Truth and Reconciliation

Two very controversial and emotional words in Canada today: Truth and Reconciliation.


Canadians have not suffered the same trauma over the word ‘racist’ as our southern friends, possibly because systemic racism never took hold as deeply in our past. However, reconciliation with Native Canadians has endured with the same emotional charge and unresolved issues as slavery. Pursuit of truth, likewise, is fraught with unending differences of opinion; lots of opinions and fewer agreed upon facts.


Like most people, I have tried over many years to follow the media accounts and positions put forward on complex land rights and obligation issues. I’m also fortunate to have personal experiences to juxtaposition against the cacophony of shouting. One experience from 54 years ago stands out. My father grew up in backwoods Manitoba. A Polish immigrant at a young age, his closest friends were Native children. His family were second class ‘bohunks’, poor immigrants not welcomed by the children from more established, ‘proper English speaking’, families.


My dad liked to fish, a lot! It brought out the child in him. We would drive from homes in suburban Ontario to the North Country at least two times a year. It was heaven for him.


On one trip, as we were driving through a Native Reserve on Manitoulin Island, I was appalled as an innocent teen at the level of poverty, mile after mile. Finally, I ask my dad, “how could this situation exist?” It was one of the few times I saw my hardened, WWII veteran father tear up. He replied, ‘son, it was like this when I was a child and it’ll be like this long after you’re my age.”


He was right. Not much has changed for many Native people despite many billions of dollars being spent by our government. Dad opened up more during that trip and told me of different times the government during his years tried to advance the state of Native housing and infrastructure and how it always ended in misused resources and unmaintained structures.


Part of the reason I wrote my first book, XNOR, was to explore some of the roots for the seemingly unending legal challenges by Native tribes and our Quebecois brothers and sisters. Neither group has fully embraced being equal Canadians with the same legal rights and privileges and only the same ones as other Canadians. How did this start? Was there a certain historical period where legal precedents were set, and each challenge and ‘settlement’ thereafter only complicated the problem without any reconciliation being achieved?

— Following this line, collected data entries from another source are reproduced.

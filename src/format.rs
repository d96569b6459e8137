//! Serialization boundary: the JSON descriptor layout for worlds, blockers,
//! goal conditions, and tool catalogs. Key names mirror the interchange
//! format consumed by the scripted physics backends
//! (`dims`/`bts`/`gravity`/`defaults`/`objects`/`blocks`/`gcond`), so
//! descriptors round-trip verbatim.

use serde::de::{self, Deserializer};
use serde::{Deserialize, Serialize};
use std::collections::BTreeMap;

pub const DEFAULT_DENSITY: f32 = 1.0;
pub const DEFAULT_ELASTICITY: f32 = 0.5;
pub const DEFAULT_FRICTION: f32 = 0.5;

/// RGBA color. Deserializes from either a component array or one of the
/// small set of color names used by the puzzle files.
#[derive(Debug, Clone, Copy, PartialEq, Eq, Serialize)]
pub struct Color(pub [u8; 4]);

pub const DEFAULT_COLOR: Color = Color([0, 0, 0, 255]);
pub const DEFAULT_GOAL_COLOR: Color = Color([0, 255, 0, 255]);
pub const BACKGROUND_COLOR: Color = Color([255, 255, 255, 255]);

impl Color {
    pub fn from_name(name: &str) -> Option<Color> {
        let rgba = match name.to_ascii_lowercase().as_str() {
            "blue" => [0, 0, 255, 255],
            "red" => [255, 0, 0, 255],
            "green" => [0, 255, 0, 255],
            "black" => [0, 0, 0, 255],
            "white" => [255, 255, 255, 255],
            "grey" | "gray" => [127, 127, 127, 255],
            "lightgrey" | "lightgray" => [191, 191, 191, 255],
            "none" => [0, 0, 0, 0],
            _ => return None,
        };
        Some(Color(rgba))
    }
}

impl<'de> Deserialize<'de> for Color {
    fn deserialize<D: Deserializer<'de>>(de: D) -> Result<Self, D::Error> {
        #[derive(Deserialize)]
        #[serde(untagged)]
        enum Repr {
            Name(String),
            Components(Vec<u8>),
        }
        match Repr::deserialize(de)? {
            Repr::Name(n) => {
                Color::from_name(&n).ok_or_else(|| de::Error::custom(format!("color name not known: {n}")))
            }
            Repr::Components(c) => match c.len() {
                3 => Ok(Color([c[0], c[1], c[2], 255])),
                4 => Ok(Color([c[0], c[1], c[2], c[3]])),
                n => Err(de::Error::custom(format!("color needs 3 or 4 components, got {n}"))),
            },
        }
    }
}

/// Per-object material attributes; absent fields fall back to the world
/// defaults at load time.
#[derive(Debug, Clone, Default, PartialEq, Serialize, Deserialize)]
pub struct MaterialDesc {
    #[serde(default, skip_serializing_if = "Option::is_none")]
    pub color: Option<Color>,
    #[serde(default, skip_serializing_if = "Option::is_none")]
    pub density: Option<f32>,
    #[serde(default, skip_serializing_if = "Option::is_none")]
    pub elasticity: Option<f32>,
    #[serde(default, skip_serializing_if = "Option::is_none")]
    pub friction: Option<f32>,
}

#[derive(Debug, Clone, PartialEq, Serialize, Deserialize)]
#[serde(tag = "type")]
pub enum ObjectDesc {
    Poly {
        vertices: Vec<[f32; 2]>,
        #[serde(flatten)]
        material: MaterialDesc,
    },
    Ball {
        position: [f32; 2],
        radius: f32,
        #[serde(flatten)]
        material: MaterialDesc,
    },
    Segment {
        p1: [f32; 2],
        p2: [f32; 2],
        width: f32,
        #[serde(flatten)]
        material: MaterialDesc,
    },
    Container {
        points: Vec<[f32; 2]>,
        width: f32,
        #[serde(default, rename = "innerColor", skip_serializing_if = "Option::is_none")]
        inner_color: Option<Color>,
        #[serde(default, rename = "outerColor", skip_serializing_if = "Option::is_none")]
        outer_color: Option<Color>,
        #[serde(flatten)]
        material: MaterialDesc,
    },
    Compound {
        polys: Vec<Vec<[f32; 2]>>,
        #[serde(flatten)]
        material: MaterialDesc,
    },
    Goal {
        vertices: Vec<[f32; 2]>,
        #[serde(flatten)]
        material: MaterialDesc,
    },
}

#[derive(Debug, Clone, PartialEq, Serialize, Deserialize)]
pub struct BlockDesc {
    pub vertices: Vec<[f32; 2]>,
    #[serde(default, skip_serializing_if = "Option::is_none")]
    pub color: Option<Color>,
}

fn dash() -> String {
    "-".to_string()
}

#[derive(Debug, Clone, PartialEq, Serialize, Deserialize)]
#[serde(tag = "type")]
pub enum GoalDesc {
    AnyInGoal {
        goal: String,
        #[serde(default = "dash")]
        obj: String,
        #[serde(default)]
        exclusions: Vec<String>,
        duration: f32,
    },
    SpecificInGoal {
        goal: String,
        obj: String,
        duration: f32,
    },
    ManyInGoal {
        goal: String,
        objlist: Vec<String>,
        duration: f32,
    },
    AnyTouch {
        goal: String,
        #[serde(default = "dash")]
        obj: String,
        duration: f32,
    },
    /// `goal` and `obj` name the two touching objects.
    SpecificTouch {
        goal: String,
        obj: String,
        duration: f32,
    },
}

#[derive(Debug, Clone, PartialEq, Serialize, Deserialize)]
pub struct DefaultsDesc {
    pub density: f32,
    pub friction: f32,
    pub elasticity: f32,
    pub color: Color,
    pub bk_color: Color,
}

impl Default for DefaultsDesc {
    fn default() -> Self {
        DefaultsDesc {
            density: DEFAULT_DENSITY,
            friction: DEFAULT_FRICTION,
            elasticity: DEFAULT_ELASTICITY,
            color: DEFAULT_COLOR,
            bk_color: BACKGROUND_COLOR,
        }
    }
}

#[derive(Debug, Clone, PartialEq, Serialize, Deserialize)]
pub struct WorldDesc {
    pub dims: [f32; 2],
    pub bts: f32,
    pub gravity: f32,
    #[serde(default)]
    pub defaults: DefaultsDesc,
    #[serde(default)]
    pub objects: BTreeMap<String, ObjectDesc>,
    #[serde(default)]
    pub blocks: BTreeMap<String, BlockDesc>,
    #[serde(default)]
    pub gcond: Option<GoalDesc>,
}

/// A puzzle: a world plus the catalog of placeable tools. Each tool is a
/// list of closed polygon loops in the tool's local frame.
#[derive(Debug, Clone, PartialEq, Serialize, Deserialize)]
pub struct ToolGameDesc {
    pub world: WorldDesc,
    pub tools: BTreeMap<String, Vec<Vec<[f32; 2]>>>,
}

My research led me to the period of 1759 to 1763. I was astounded by the brutality of that era. All parties exercised a meanness and viciousness that is hard to appreciate 260 years later. There were few good actors. Another discovery in my quest was the large turnover of land usage and claims between various Native tribes beginning long before Europeans arrived. Their culture lacked the complex legal structure of the Europeans. The winning tribes did not ‘compensate’ the former occupants of a conquered area. There was no idea of land ownership in the sense that we understand it.


Slavery amongst Natives was as blatant and common as any seen throughout the world. Eighteen-century Native stories of one particularly grotesque takeover had the victors eating parts of their captured men while they were still alive, a fear inducing tactic meant to end any hopes of retaliation from the vanquished tribe. Scalping and torture were ubiquitous.


In this setting, British people claimed ownership of the land we call Canada. They were less than civilized by our standards and certainly made a lot of mistakes, many due to greed and arrogance. Yet, I’m in awe of how they managed to cobble together an increasingly prosperous and egalitarian society from a ragtag set of infighting groups.


These early governors and entrepreneurs are often portrayed as having a large, superior force capability and using it to bring the other groups to heel. My research indicates they were much less powerful and constantly prone to losing their governing control. I imagine it must have been very frustrating, constantly trying to bring disparate people together with limited resources available to appease their needs and demands. Canada was still a poor land compared to Europe and even the States until only three generations ago.


Today, we find the same conflicted groups demanding special treatment. Truth and reconciliation demand past sins be absolved, somehow. Truth must be brought forward!


Unfortunately, there will not be any truth agreed upon. My dad was right, this will go on for possibly a few more generations. I believe this is mostly because we lack the ability or interest to put ourselves into the shoes of those who came before us. They were flawed but probably did the best they could with the hand they were dealt. Could we have done better in the same situation?


I don’t have a solution. Instead, I imagined an historical fantasy where a group of scientists, engineers, teachers and medical people suddenly found themselves transported to Atlantic Canada in 1759. I tried to make the story as real as possible. It undoubtedly has many flaws, but the intent is to generate ideas and discussion that might shed some light on our current problems and how to improve them.


I hope you will join the discussion.